C'est en 1921 que le 8 mars fut retenu par Lénine pour être la Journée internationale de la femme : il voulait ainsi célébrer les femmes qui, à Pétrograd, le 8 mars 1917, ont manifesté en réaction à la répression de la révolution russe. Progressivement, ce jour a été fêté dans les pays de l'Est et à cette occasion les hommes offraient des fleurs à leurs épouses, mères, grands-mères et amies.

C'est bien plus tard, en 1977 que les Nations Unies ont officialisé cette journée et depuis, dans tous les pays, le 8 mars est reconnu comme date de la Journée de la femme.

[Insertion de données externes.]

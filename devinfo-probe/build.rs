//! Build script for the device-info probe
//!
//! Links the COM library used by the system capture backend.

fn main() {
    // Only run on Windows
    if std::env::var("CARGO_CFG_TARGET_OS").as_deref() != Ok("windows") {
        return;
    }

    println!("cargo:rustc-link-lib=ole32");
}
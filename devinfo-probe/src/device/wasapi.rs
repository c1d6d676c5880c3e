//! System capture endpoints via the Windows MMDevice API.
//!
//! Shared-mode endpoints expose their format read-only, so this backend
//! answers the format selectors from the endpoint mix format and refuses
//! every set call.
//!
//! This is the default backend on Windows, so a plain run reports the real
//! default capture endpoint's channel count, sample size and sample rate.
//! Set calls fail with `UNKNOWN_INFO_TYPE` before the argument is looked
//! at, so the configured set convention has no effect here. Comparing
//! conventions needs `SIPROBE_BACKEND=simulated`.

use super::backend::{DeviceHandle, DeviceInfoBackend, InfoParam, Permission};
use super::error::{ProbeError, StatusCode};
use super::selector::PropertySelector;
use super::value::{PropertyValue, UnsignedFixed};
use std::collections::HashMap;
use windows::Win32::Devices::Properties::DEVPKEY_Device_FriendlyName;
use windows::Win32::Media::Audio::{
    eCapture, eConsole, IAudioClient, IMMDevice, IMMDeviceEnumerator, MMDeviceEnumerator,
    DEVICE_STATE_ACTIVE, WAVEFORMATEX,
};
use windows::Win32::System::Com::{
    CoCreateInstance, CoInitializeEx, CoTaskMemFree, CoUninitialize, CLSCTX_ALL,
    COINIT_APARTMENTTHREADED, STGM,
};
use windows::Win32::UI::Shell::PropertiesSystem::PROPERTYKEY;

/// COM initialization guard that uninitializes COM on drop.
pub struct ComGuard {
    initialized: bool,
}

impl ComGuard {
    /// Initialize COM for the current thread.
    pub fn new() -> Result<Self, ProbeError> {
        unsafe {
            CoInitializeEx(None, COINIT_APARTMENTTHREADED)
                .ok()
                .map_err(ProbeError::WindowsError)?;
        }
        Ok(Self { initialized: true })
    }
}

impl Drop for ComGuard {
    fn drop(&mut self) {
        if self.initialized {
            unsafe {
                CoUninitialize();
            }
        }
    }
}

/// Mix format fields the probe can report.
#[derive(Debug, Clone, Copy)]
struct MixFormat {
    sample_rate: u32,
    bit_depth: u16,
    channels: u16,
}

/// Capture endpoint backend.
pub struct WasapiBackend {
    // Dropped before the COM guard.
    devices: HashMap<DeviceHandle, IMMDevice>,
    enumerator: IMMDeviceEnumerator,
    next_handle: i32,
    _com: ComGuard,
}

impl WasapiBackend {
    pub fn new() -> Result<Self, ProbeError> {
        let com = ComGuard::new()?;
        let enumerator: IMMDeviceEnumerator = unsafe {
            CoCreateInstance(&MMDeviceEnumerator, None, CLSCTX_ALL).map_err(ProbeError::WindowsError)?
        };

        Ok(Self {
            devices: HashMap::new(),
            enumerator,
            next_handle: 1,
            _com: com,
        })
    }

    /// Resolve a device name to an active capture endpoint.
    fn find_device(&self, device_name: &str) -> Option<IMMDevice> {
        unsafe {
            if device_name.is_empty() {
                return self.enumerator.GetDefaultAudioEndpoint(eCapture, eConsole).ok();
            }

            let collection = self
                .enumerator
                .EnumAudioEndpoints(eCapture, DEVICE_STATE_ACTIVE)
                .ok()?;
            let count = collection.GetCount().ok()?;

            (0..count)
                .filter_map(|i| collection.Item(i).ok())
                .find(|device| Self::friendly_name(device).as_deref() == Some(device_name))
        }
    }

    fn friendly_name(device: &IMMDevice) -> Option<String> {
        unsafe {
            let props = device.OpenPropertyStore(STGM(0)).ok()?;
            let key = PROPERTYKEY {
                fmtid: DEVPKEY_Device_FriendlyName.fmtid,
                pid: DEVPKEY_Device_FriendlyName.pid,
            };
            let prop = props.GetValue(&key).ok()?;

            let s = prop.to_string();
            if s.is_empty() {
                None
            } else {
                Some(s)
            }
        }
    }

    fn mix_format(device: &IMMDevice) -> Option<MixFormat> {
        unsafe {
            let audio_client: IAudioClient = device.Activate(CLSCTX_ALL, None).ok()?;
            let format_ptr = audio_client.GetMixFormat().ok()?;
            if format_ptr.is_null() {
                return None;
            }

            let format: &WAVEFORMATEX = &*format_ptr;
            let mix = MixFormat {
                sample_rate: format.nSamplesPerSec,
                bit_depth: format.wBitsPerSample,
                channels: format.nChannels,
            };

            CoTaskMemFree(Some(format_ptr as *const _));

            Some(mix)
        }
    }
}

impl DeviceInfoBackend for WasapiBackend {
    fn open(&mut self, device_name: &str, _permission: Permission) -> Result<DeviceHandle, StatusCode> {
        let device = self.find_device(device_name).ok_or(StatusCode::BAD_DEVICE)?;
        let handle = DeviceHandle(self.next_handle);
        self.next_handle += 1;
        self.devices.insert(handle, device);
        Ok(handle)
    }

    fn get(&mut self, handle: DeviceHandle, selector: PropertySelector) -> Result<PropertyValue, StatusCode> {
        let device = self.devices.get(&handle).ok_or(StatusCode::NOT_OPEN)?;

        match selector {
            PropertySelector::ChannelCount
            | PropertySelector::SampleSize
            | PropertySelector::SampleRate => {}
            _ => return Err(StatusCode::UNKNOWN_INFO_TYPE),
        }

        let mix = Self::mix_format(device).ok_or(StatusCode::BAD_DEVICE)?;
        Ok(match selector {
            PropertySelector::ChannelCount => PropertyValue::Short(mix.channels as i16),
            PropertySelector::SampleSize => PropertyValue::Short(mix.bit_depth as i16),
            _ => {
                let hz = u16::try_from(mix.sample_rate).map_err(|_| StatusCode::INVALID_SAMPLE_RATE)?;
                PropertyValue::Rate(UnsignedFixed::from_hz(hz))
            }
        })
    }

    fn set(
        &mut self,
        handle: DeviceHandle,
        selector: PropertySelector,
        _param: InfoParam,
    ) -> Result<(), StatusCode> {
        if !self.devices.contains_key(&handle) {
            return Err(StatusCode::NOT_OPEN);
        }
        tracing::debug!(%selector, "shared-mode endpoint settings are read-only");
        Err(StatusCode::UNKNOWN_INFO_TYPE)
    }

    fn close(&mut self, handle: DeviceHandle) {
        self.devices.remove(&handle);
    }
}
//! Parameter-passing conventions for set calls.
//!
//! The set primitive takes a pointer-sized argument. A driver either reads
//! the value through it (`ByReference`) or takes the argument word itself
//! as the value (`Inline`). Which one the driver really implements for
//! values of 4 bytes or less is what the probe measures.

use super::backend::InfoParam;
use super::value::PropertyValue;
use serde::{Deserialize, Serialize};
use std::str::FromStr;

/// Strategy for handing a value to the set call.
pub trait SetConvention {
    /// Name used in the probe transcript.
    fn name(&self) -> &'static str;

    fn encode(&self, value: &PropertyValue) -> InfoParam;
}

/// Pass a pointer to the value.
#[derive(Debug, Clone, Copy, Default)]
pub struct ByReference;

impl SetConvention for ByReference {
    fn name(&self) -> &'static str {
        "pointer"
    }

    fn encode(&self, value: &PropertyValue) -> InfoParam {
        InfoParam::Indirect(*value)
    }
}

/// Pass the value itself in the argument word.
#[derive(Debug, Clone, Copy, Default)]
pub struct Inline;

impl SetConvention for Inline {
    fn name(&self) -> &'static str {
        "direct"
    }

    fn encode(&self, value: &PropertyValue) -> InfoParam {
        InfoParam::Direct(value.raw_bits())
    }
}

/// Configuration-time choice of convention.
#[derive(Debug, Clone, Copy, PartialEq, Eq, Default, Serialize, Deserialize)]
#[serde(rename_all = "lowercase")]
pub enum ConventionKind {
    #[default]
    Pointer,
    Direct,
}

impl ConventionKind {
    pub fn strategy(self) -> &'static dyn SetConvention {
        match self {
            ConventionKind::Pointer => &ByReference,
            ConventionKind::Direct => &Inline,
        }
    }

    /// Whether a parameter was encoded with this convention.
    pub fn matches(self, param: &InfoParam) -> bool {
        matches!(
            (self, param),
            (ConventionKind::Pointer, InfoParam::Indirect(_)) | (ConventionKind::Direct, InfoParam::Direct(_))
        )
    }
}

impl FromStr for ConventionKind {
    type Err = String;

    fn from_str(s: &str) -> Result<Self, Self::Err> {
        match s.trim().to_ascii_lowercase().as_str() {
            "pointer" | "indirect" => Ok(ConventionKind::Pointer),
            "direct" | "inline" => Ok(ConventionKind::Direct),
            other => Err(format!("unknown set convention {other:?} (expected pointer or direct)")),
        }
    }
}
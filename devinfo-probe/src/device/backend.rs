//! The device-info boundary.
//!
//! A backend is the external collaborator the probe talks to: it opens a
//! named sound input device, answers queries on selectors, accepts set
//! calls and releases handles.

use super::error::StatusCode;
use super::selector::PropertySelector;
use super::value::PropertyValue;
use serde::{Deserialize, Serialize};

/// Reference number of an open device. Zero is never a valid handle.
#[derive(Debug, Clone, Copy, PartialEq, Eq, Hash, Serialize, Deserialize)]
#[serde(transparent)]
pub struct DeviceHandle(pub i32);

impl DeviceHandle {
    pub const NONE: DeviceHandle = DeviceHandle(0);

    pub fn is_open(self) -> bool {
        self.0 != 0
    }
}

/// Access requested when opening a device.
#[derive(Debug, Clone, Copy, PartialEq, Eq, Default, Serialize, Deserialize)]
#[serde(rename_all = "lowercase")]
#[repr(i16)]
pub enum Permission {
    Read = 0,
    #[default]
    Write = 1,
}

/// The argument actually handed to a set call.
#[derive(Debug, Clone, Copy, PartialEq, Eq, Serialize, Deserialize)]
#[serde(rename_all = "lowercase")]
pub enum InfoParam {
    /// Pointer to the value; the driver reads the value through it
    Indirect(PropertyValue),

    /// Value packed into the pointer-sized argument word
    Direct(u32),
}

/// Device-info operations of a sound input driver.
pub trait DeviceInfoBackend {
    /// Open a device by name. The empty name selects the default device.
    fn open(&mut self, device_name: &str, permission: Permission) -> Result<DeviceHandle, StatusCode>;

    /// Read the current value of a selector.
    fn get(&mut self, handle: DeviceHandle, selector: PropertySelector) -> Result<PropertyValue, StatusCode>;

    /// Write a selector.
    fn set(
        &mut self,
        handle: DeviceHandle,
        selector: PropertySelector,
        param: InfoParam,
    ) -> Result<(), StatusCode>;

    /// Release a handle returned by `open`.
    fn close(&mut self, handle: DeviceHandle);
}

impl<B: DeviceInfoBackend + ?Sized> DeviceInfoBackend for &mut B {
    fn open(&mut self, device_name: &str, permission: Permission) -> Result<DeviceHandle, StatusCode> {
        (**self).open(device_name, permission)
    }

    fn get(&mut self, handle: DeviceHandle, selector: PropertySelector) -> Result<PropertyValue, StatusCode> {
        (**self).get(handle, selector)
    }

    fn set(
        &mut self,
        handle: DeviceHandle,
        selector: PropertySelector,
        param: InfoParam,
    ) -> Result<(), StatusCode> {
        (**self).set(handle, selector, param)
    }

    fn close(&mut self, handle: DeviceHandle) {
        (**self).close(handle)
    }
}

impl<B: DeviceInfoBackend + ?Sized> DeviceInfoBackend for Box<B> {
    fn open(&mut self, device_name: &str, permission: Permission) -> Result<DeviceHandle, StatusCode> {
        (**self).open(device_name, permission)
    }

    fn get(&mut self, handle: DeviceHandle, selector: PropertySelector) -> Result<PropertyValue, StatusCode> {
        (**self).get(handle, selector)
    }

    fn set(
        &mut self,
        handle: DeviceHandle,
        selector: PropertySelector,
        param: InfoParam,
    ) -> Result<(), StatusCode> {
        (**self).set(handle, selector, param)
    }

    fn close(&mut self, handle: DeviceHandle) {
        (**self).close(handle)
    }
}
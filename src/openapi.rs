use crate::models::{
    Ack, Comment, CommentBody, EmergencyServices, ForumIncident, InteractionKind,
    InteractionRequest, Reply, ReplyBody, Report, ReportSubmission, SubmitResponse, ToggleOutcome,
};
use utoipa::OpenApi;

#[derive(OpenApi)]
#[openapi(
    paths(
        crate::routes::create_report,
        crate::routes::list_reports,
        crate::routes::increment_map_views,
        crate::routes::increment_alerts,
        crate::routes::list_comments,
        crate::routes::create_comment,
        crate::routes::create_reply,
        crate::routes::toggle_interaction,
    ),
    components(schemas(
        ReportSubmission, EmergencyServices, Report, ForumIncident,
        Comment, CommentBody, Reply, ReplyBody,
        InteractionRequest, InteractionKind, ToggleOutcome,
        SubmitResponse, Ack
    )),
    tags(
        (name = "reports", description = "Incident report intake and listings"),
        (name = "comments", description = "Comments and replies"),
        (name = "interactions", description = "Per-user engagement toggles"),
    )
)]
pub struct ApiDoc;
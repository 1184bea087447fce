//! Read-side projection of stored reports into the forum feed shape, plus
//! the intake-time category/title inference.

use chrono::{DateTime, Utc};

use crate::models::{EmergencyServices, ForumIncident, Report};

#[derive(Debug, Clone, Copy, PartialEq, Eq)]
pub enum Category {
    Fire,
    Health,
    Security,
    Other,
}

impl Category {
    pub fn as_str(self) -> &'static str {
        match self {
            Category::Fire => "fire",
            Category::Health => "health",
            Category::Security => "security",
            Category::Other => "other",
        }
    }
}

const HEALTH_KEYWORDS: &[&str] = &["medical", "ambulance", "collapsed"];
const SECURITY_KEYWORDS: &[&str] = &["accident", "crash", "suspicious"];

/// Derive category and display title from the service flags and caption.
/// Plain case-insensitive keyword matching; the check order (fire > health >
/// security > other) is the tie-break rule and must not be reordered.
pub fn infer(services: &EmergencyServices, caption: &str) -> (Category, String) {
    let caption = caption.to_lowercase();

    let category = if services.fire || caption.contains("fire") {
        Category::Fire
    } else if services.ambulance || HEALTH_KEYWORDS.iter().any(|k| caption.contains(k)) {
        Category::Health
    } else if services.police || SECURITY_KEYWORDS.iter().any(|k| caption.contains(k)) {
        Category::Security
    } else {
        Category::Other
    };

    // Title special cases apply regardless of which category matched.
    let title = if caption.contains("gas") {
        "Gas Leak"
    } else if caption.contains("flood") {
        "Flood Warning"
    } else {
        match category {
            Category::Fire => "Fire Incident",
            Category::Health => "Medical Emergency",
            Category::Security => "Security Incident",
            Category::Other => "Incident Report",
        }
    };

    (category, title.to_string())
}

/// Relative-time label shown on forum cards.
pub fn time_ago(created_at: DateTime<Utc>, now: DateTime<Utc>) -> String {
    let minutes = (now - created_at).num_seconds().max(0) / 60;
    if minutes < 1 {
        return "Just now".to_string();
    }
    if minutes < 60 {
        return format!("{} minute{} ago", minutes, plural(minutes));
    }
    let hours = minutes / 60;
    if hours < 24 {
        return format!("{} hour{} ago", hours, plural(hours));
    }
    let days = hours / 24;
    format!("{} day{} ago", days, plural(days))
}

fn plural(n: i64) -> &'static str {
    if n == 1 {
        ""
    } else {
        "s"
    }
}

/// Assemble the display-ready incident for one stored row.
pub fn project(report: Report, now: DateTime<Utc>) -> ForumIncident {
    ForumIncident {
        id: report.id,
        title: report.title,
        caption: report.caption,
        category: report.category,
        is_emergency: report.is_emergency,
        location: report.location,
        verified: report.verified,
        alerts: report.alerts,
        comments: report.comments,
        map_views: report.map_views,
        image_url: report.image_url,
        created_at: report.created_at,
        time_ago: time_ago(report.created_at, now),
    }
}
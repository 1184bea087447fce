pub mod error;
pub mod forum;
pub mod models;
pub mod openapi;
pub mod rate_limit; // in-memory rate limiting
pub mod repo;
pub mod routes;
pub mod validate;

// Re-export commonly used items for tests / external users
pub use routes::{config, AppState};
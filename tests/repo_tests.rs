#![cfg(feature = "inmem-store")]

use alarmsus::models::{
    CommentBody, EmergencyServices, InteractionKind, InteractionRequest, NewReport, ReplyBody,
    ReportSubmission,
};
use alarmsus::repo::{
    inmem::InMemRepo, CommentRepo, InteractionRepo, Page, RepoError, ReportFilter, ReportRepo,
};
use alarmsus::validate::{normalize_comment, normalize_reply, normalize_submission};
use serial_test::serial;

/// Helper that returns a fresh, empty repository for every test run.
fn repo() -> InMemRepo {
    // isolate state: do **not** persist to the default file path
    std::env::set_var("ALARMSUS_DATA_DIR", tempfile::tempdir().unwrap().path());
    InMemRepo::new()
}

fn submission(caption: &str, services: EmergencyServices) -> ReportSubmission {
    ReportSubmission {
        caption: caption.to_string(),
        is_emergency: services.any(),
        emergency_services: services,
        is_in_danger: false,
        location: Some("Main St".to_string()),
        report_anonymously: false,
        image_url: None,
        user_id: Some("user-1".to_string()),
    }
}

fn new_report(caption: &str, services: EmergencyServices) -> NewReport {
    normalize_submission(submission(caption, services)).unwrap()
}

fn interaction(user: &str, report_id: i64, comment_id: Option<i64>, kind: InteractionKind) -> InteractionRequest {
    InteractionRequest {
        user_id: user.to_string(),
        report_id,
        comment_id,
        kind,
    }
}

#[tokio::test]
#[serial]
async fn report_round_trip() {
    let r = repo();
    let services = EmergencyServices {
        ambulance: true,
        ..Default::default()
    };

    let created = r
        .create_report(new_report("  Someone collapsed near the station  ", services))
        .await
        .unwrap();

    assert_eq!(created.caption, "Someone collapsed near the station");
    assert_eq!(created.category, "health");
    assert_eq!(created.title, "Medical Emergency");
    assert!(created.is_emergency);
    assert!(created.emergency_ambulance);
    assert!(!created.verified);
    assert_eq!(created.alerts, 0);
    assert_eq!(created.comments, 0);
    assert_eq!(created.map_views, 0);
    assert_eq!(created.location.as_deref(), Some("Main St"));

    let fetched = r.get_report(created.id).await.unwrap();
    assert_eq!(fetched.caption, created.caption);
    assert_eq!(fetched.created_at, created.created_at);

    let (rows, total) = r
        .list_reports(&ReportFilter::default(), Page::from_params(None, None))
        .await
        .unwrap();
    assert_eq!(total, 1);
    assert_eq!(rows[0].id, created.id);
}

#[tokio::test]
#[serial]
async fn pagination_window_and_ordering() {
    let r = repo();
    for i in 1..=15 {
        r.create_report(new_report(
            &format!("routine event number {i}"),
            EmergencyServices::default(),
        ))
        .await
        .unwrap();
    }

    let filter = ReportFilter::default();

    let page1 = Page::from_params(Some(1), Some(10));
    let (rows, total) = r.list_reports(&filter, page1).await.unwrap();
    assert_eq!(total, 15);
    assert_eq!(rows.len(), 10);
    // latest first
    assert_eq!(rows[0].id, 15);
    assert_eq!(rows[9].id, 6);
    assert!(page1.has_more(total));

    let page2 = Page::from_params(Some(2), Some(10));
    let (rows, total) = r.list_reports(&filter, page2).await.unwrap();
    assert_eq!(total, 15);
    let ids: Vec<_> = rows.iter().map(|r| r.id).collect();
    assert_eq!(ids, vec![5, 4, 3, 2, 1]);
    assert!(!page2.has_more(total));
}

#[tokio::test]
#[serial]
async fn filters_apply_to_rows_and_total() {
    let r = repo();
    r.create_report(new_report("warehouse on fire", EmergencyServices::default()))
        .await
        .unwrap();
    r.create_report(new_report(
        "someone collapsed at the mall",
        EmergencyServices::default(),
    ))
    .await
    .unwrap();
    r.create_report(new_report("quiet afternoon", EmergencyServices::default()))
        .await
        .unwrap();

    let filter = ReportFilter {
        category: Some("fire".to_string()),
        ..Default::default()
    };
    let (rows, total) = r
        .list_reports(&filter, Page::from_params(None, None))
        .await
        .unwrap();
    assert_eq!(total, 1);
    assert_eq!(rows[0].title, "Fire Incident");

    // case-insensitive substring over title and caption
    let filter = ReportFilter {
        search: Some("COLLAPSED".to_string()),
        ..Default::default()
    };
    let (rows, total) = r
        .list_reports(&filter, Page::from_params(None, None))
        .await
        .unwrap();
    assert_eq!(total, 1);
    assert_eq!(rows[0].category, "health");

    let filter = ReportFilter {
        verified: Some(true),
        ..Default::default()
    };
    let (rows, total) = r
        .list_reports(&filter, Page::from_params(None, None))
        .await
        .unwrap();
    assert_eq!(total, 0);
    assert!(rows.is_empty());
}

#[tokio::test]
#[serial]
async fn counter_increments_and_missing_id() {
    let r = repo();
    let report = r
        .create_report(new_report("minor flooding", EmergencyServices::default()))
        .await
        .unwrap();

    r.increment_map_views(report.id).await.unwrap();
    r.increment_map_views(report.id).await.unwrap();
    r.increment_alerts(report.id).await.unwrap();

    let fetched = r.get_report(report.id).await.unwrap();
    assert_eq!(fetched.map_views, 2);
    assert_eq!(fetched.alerts, 1);
    assert!(fetched.updated_at >= report.updated_at);

    let err = r.increment_alerts(9999).await.unwrap_err();
    assert!(matches!(err, RepoError::NotFound));
}

#[tokio::test]
#[serial]
async fn comment_flow_bumps_report_counter() {
    let r = repo();
    let report = r
        .create_report(new_report("stray dog loose", EmergencyServices::default()))
        .await
        .unwrap();

    let body = CommentBody {
        user_id: Some("user-2".to_string()),
        username: "amy".to_string(),
        text: "I saw this too".to_string(),
    };
    let comment = r
        .create_comment(normalize_comment(report.id, body).unwrap())
        .await
        .unwrap();
    assert_eq!(comment.report_id, report.id);
    assert_eq!(r.get_report(report.id).await.unwrap().comments, 1);

    let reply_body = ReplyBody {
        username: "bob".to_string(),
        text: "same here".to_string(),
    };
    let reply = r
        .create_reply(normalize_reply(comment.id, reply_body).unwrap())
        .await
        .unwrap();
    assert_eq!(reply.comment_id, comment.id);

    let comments = r.list_comments(report.id).await.unwrap();
    assert_eq!(comments.len(), 1);
    assert_eq!(comments[0].replies.len(), 1);
    assert_eq!(comments[0].replies[0].username, "bob");

    // dangling targets
    let body = CommentBody {
        user_id: None,
        username: "amy".to_string(),
        text: "hello".to_string(),
    };
    let err = r
        .create_comment(normalize_comment(9999, body).unwrap())
        .await
        .unwrap_err();
    assert!(matches!(err, RepoError::NotFound));

    let reply_body = ReplyBody {
        username: "bob".to_string(),
        text: "hello".to_string(),
    };
    let err = r
        .create_reply(normalize_reply(9999, reply_body).unwrap())
        .await
        .unwrap_err();
    assert!(matches!(err, RepoError::NotFound));
}

#[tokio::test]
#[serial]
async fn interaction_toggle_is_idempotent_over_two_calls() {
    let r = repo();
    let report = r
        .create_report(new_report("burst pipe", EmergencyServices::default()))
        .await
        .unwrap();

    let on = r
        .toggle_interaction(interaction("u1", report.id, None, InteractionKind::Alert))
        .await
        .unwrap();
    assert!(on.active);
    assert_eq!(r.get_report(report.id).await.unwrap().alerts, 1);

    let off = r
        .toggle_interaction(interaction("u1", report.id, None, InteractionKind::Alert))
        .await
        .unwrap();
    assert!(!off.active);
    assert_eq!(r.get_report(report.id).await.unwrap().alerts, 0);

    // independent users stack
    r.toggle_interaction(interaction("u1", report.id, None, InteractionKind::Share))
        .await
        .unwrap();
    r.toggle_interaction(interaction("u2", report.id, None, InteractionKind::Share))
        .await
        .unwrap();
    assert_eq!(r.get_report(report.id).await.unwrap().shares, 2);

    let err = r
        .toggle_interaction(interaction("u1", 9999, None, InteractionKind::Alert))
        .await
        .unwrap_err();
    assert!(matches!(err, RepoError::NotFound));
}

#[tokio::test]
#[serial]
async fn like_and_dislike_displace_each_other() {
    let r = repo();
    let report = r
        .create_report(new_report("loud argument outside", EmergencyServices::default()))
        .await
        .unwrap();
    let body = CommentBody {
        user_id: None,
        username: "amy".to_string(),
        text: "it woke me up".to_string(),
    };
    let comment = r
        .create_comment(normalize_comment(report.id, body).unwrap())
        .await
        .unwrap();

    r.toggle_interaction(interaction("u1", report.id, Some(comment.id), InteractionKind::Like))
        .await
        .unwrap();
    let comments = r.list_comments(report.id).await.unwrap();
    assert_eq!(comments[0].thumbs_up, 1);
    assert_eq!(comments[0].thumbs_down, 0);

    // switching to dislike adjusts both counters in one call
    r.toggle_interaction(interaction("u1", report.id, Some(comment.id), InteractionKind::Dislike))
        .await
        .unwrap();
    let comments = r.list_comments(report.id).await.unwrap();
    assert_eq!(comments[0].thumbs_up, 0);
    assert_eq!(comments[0].thumbs_down, 1);

    // toggling the dislike off returns everything to the baseline
    r.toggle_interaction(interaction("u1", report.id, Some(comment.id), InteractionKind::Dislike))
        .await
        .unwrap();
    let comments = r.list_comments(report.id).await.unwrap();
    assert_eq!(comments[0].thumbs_up, 0);
    assert_eq!(comments[0].thumbs_down, 0);
}

#[tokio::test]
#[serial]
async fn report_level_like_and_dislike_displace_each_other() {
    let r = repo();
    let report = r
        .create_report(new_report("fallen tree blocking road", EmergencyServices::default()))
        .await
        .unwrap();

    let like = r
        .toggle_interaction(interaction("u1", report.id, None, InteractionKind::Like))
        .await
        .unwrap();
    assert!(like.active);

    let dislike = r
        .toggle_interaction(interaction("u1", report.id, None, InteractionKind::Dislike))
        .await
        .unwrap();
    assert!(dislike.active);

    // the dislike displaced the like, so liking again records a fresh one
    // instead of undoing a stale row
    let like_again = r
        .toggle_interaction(interaction("u1", report.id, None, InteractionKind::Like))
        .await
        .unwrap();
    assert!(like_again.active);

    let fetched = r.get_report(report.id).await.unwrap();
    assert_eq!(fetched.alerts, 0);
    assert_eq!(fetched.shares, 0);
}

#[tokio::test]
#[serial]
async fn comment_interaction_requires_matching_report() {
    let r = repo();
    let first = r
        .create_report(new_report("noise complaint", EmergencyServices::default()))
        .await
        .unwrap();
    let second = r
        .create_report(new_report("double parked truck", EmergencyServices::default()))
        .await
        .unwrap();
    let body = CommentBody {
        user_id: None,
        username: "amy".to_string(),
        text: "still going on".to_string(),
    };
    let comment = r
        .create_comment(normalize_comment(first.id, body).unwrap())
        .await
        .unwrap();

    r.toggle_interaction(interaction("u1", first.id, Some(comment.id), InteractionKind::Like))
        .await
        .unwrap();

    // the same comment under a different report id is not a second target
    let err = r
        .toggle_interaction(interaction("u1", second.id, Some(comment.id), InteractionKind::Like))
        .await
        .unwrap_err();
    assert!(matches!(err, RepoError::NotFound));

    let comments = r.list_comments(first.id).await.unwrap();
    assert_eq!(comments[0].thumbs_up, 1);
}

#[tokio::test]
#[serial]
async fn like_without_comment_records_but_touches_no_counter() {
    let r = repo();
    let report = r
        .create_report(new_report("odd smell in hallway", EmergencyServices::default()))
        .await
        .unwrap();

    let on = r
        .toggle_interaction(interaction("u1", report.id, None, InteractionKind::Like))
        .await
        .unwrap();
    assert!(on.active);
    let fetched = r.get_report(report.id).await.unwrap();
    assert_eq!(fetched.alerts, 0);
    assert_eq!(fetched.shares, 0);

    let off = r
        .toggle_interaction(interaction("u1", report.id, None, InteractionKind::Like))
        .await
        .unwrap();
    assert!(!off.active);
}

Les femmes à Cazaux-Debat jusqu'au XVIIIeme siècle

Les Pyrénées centrales sont réputées pour être historiquement un pays dit « d’ainesse absolue », où la fille ainée aurait eu les mêmes droits qu’un ainé mâle, le droit d’exercer souverainement le pouvoir sur la famille. Cette vision des choses doit être fortement nuancée. Dans la plupart des villages, la fille ainée devenait « maitre de maison » que si elle n’avait pas de frère. Dans ce cas, elle était mariée, et s’est le conjoint qui représentait la « Maison » dans les instances de la communauté villageoise. Si l’ainée était veuve, elle trouvait un autre homme parmi les obligés de sa maison pour l’y représenter, avec l’aval des notables du village.

 

Pendant longtemps, jusqu’à la fin du XVIIème siècle, les femmes des montagnes pouvaient être victimes des violences les plus extrêmes. Il était admis qu’un homme tue sa femme s’il l’a soupçonnait d’adultère, comme il était admis, en fonction de la position sociale de l’homme, que ce dernier partage sa couche avec sa femme et sa maitresse. Les enfants étaient les autres victimes de cette société.

 

Il a fallu l’intervention énergique des évêques du Comminges, Hugues de Labatut et Gilbert de Choiseul, appuyés par les jésuites, pour faire disparaitre ces mœurs et protéger les femmes et les enfants. Ces mesures furent populaires auprès des femmes, mais pas auprès des hommes, contribuant au développement de l’esprit anticlérical (avec la remise en cause du rôle des notables dans les églises et une meilleure organisation pour collecter la dîme).

Gilbert de Choiseul

Gilbert de Choiseul

L'école

la première femme dont le nom figure au registre des délibérations de la commune de Cazaux–Debat est une gardienne de cochons. Elle s’appelait Marie Castagnet. C’était en 1810. Marie Castagnet s’engageait à garder les cochons comme s’ils étaient les siens. Pour gage, elle avait droit à un pain par cochon, « moitié seigle et moitié orge ». Ainsi, les femmes en situation sociale difficile pouvaient obtenir un petit emploi leur permettant de subsister sans avoir à mendier, surtout quand elle faisaient parties d’une des familles « obligées » de la Maison dominante, à ce moment-là, la maison Fontan.

 

C’est à la même époque que l’héritière de la Maison Sens avait épousé le frère du député de la Convention Jean Bertrand Ferraud. C’est ainsi que la Maison Sens est devenue « la Maison Féraud ».

 

En 1833, une école mixte ouvrait à Cazaux–Debat. Tous les enfants, filles et garçons, allaient désormais apprendre à lire et à écrire, à parler français, à compter.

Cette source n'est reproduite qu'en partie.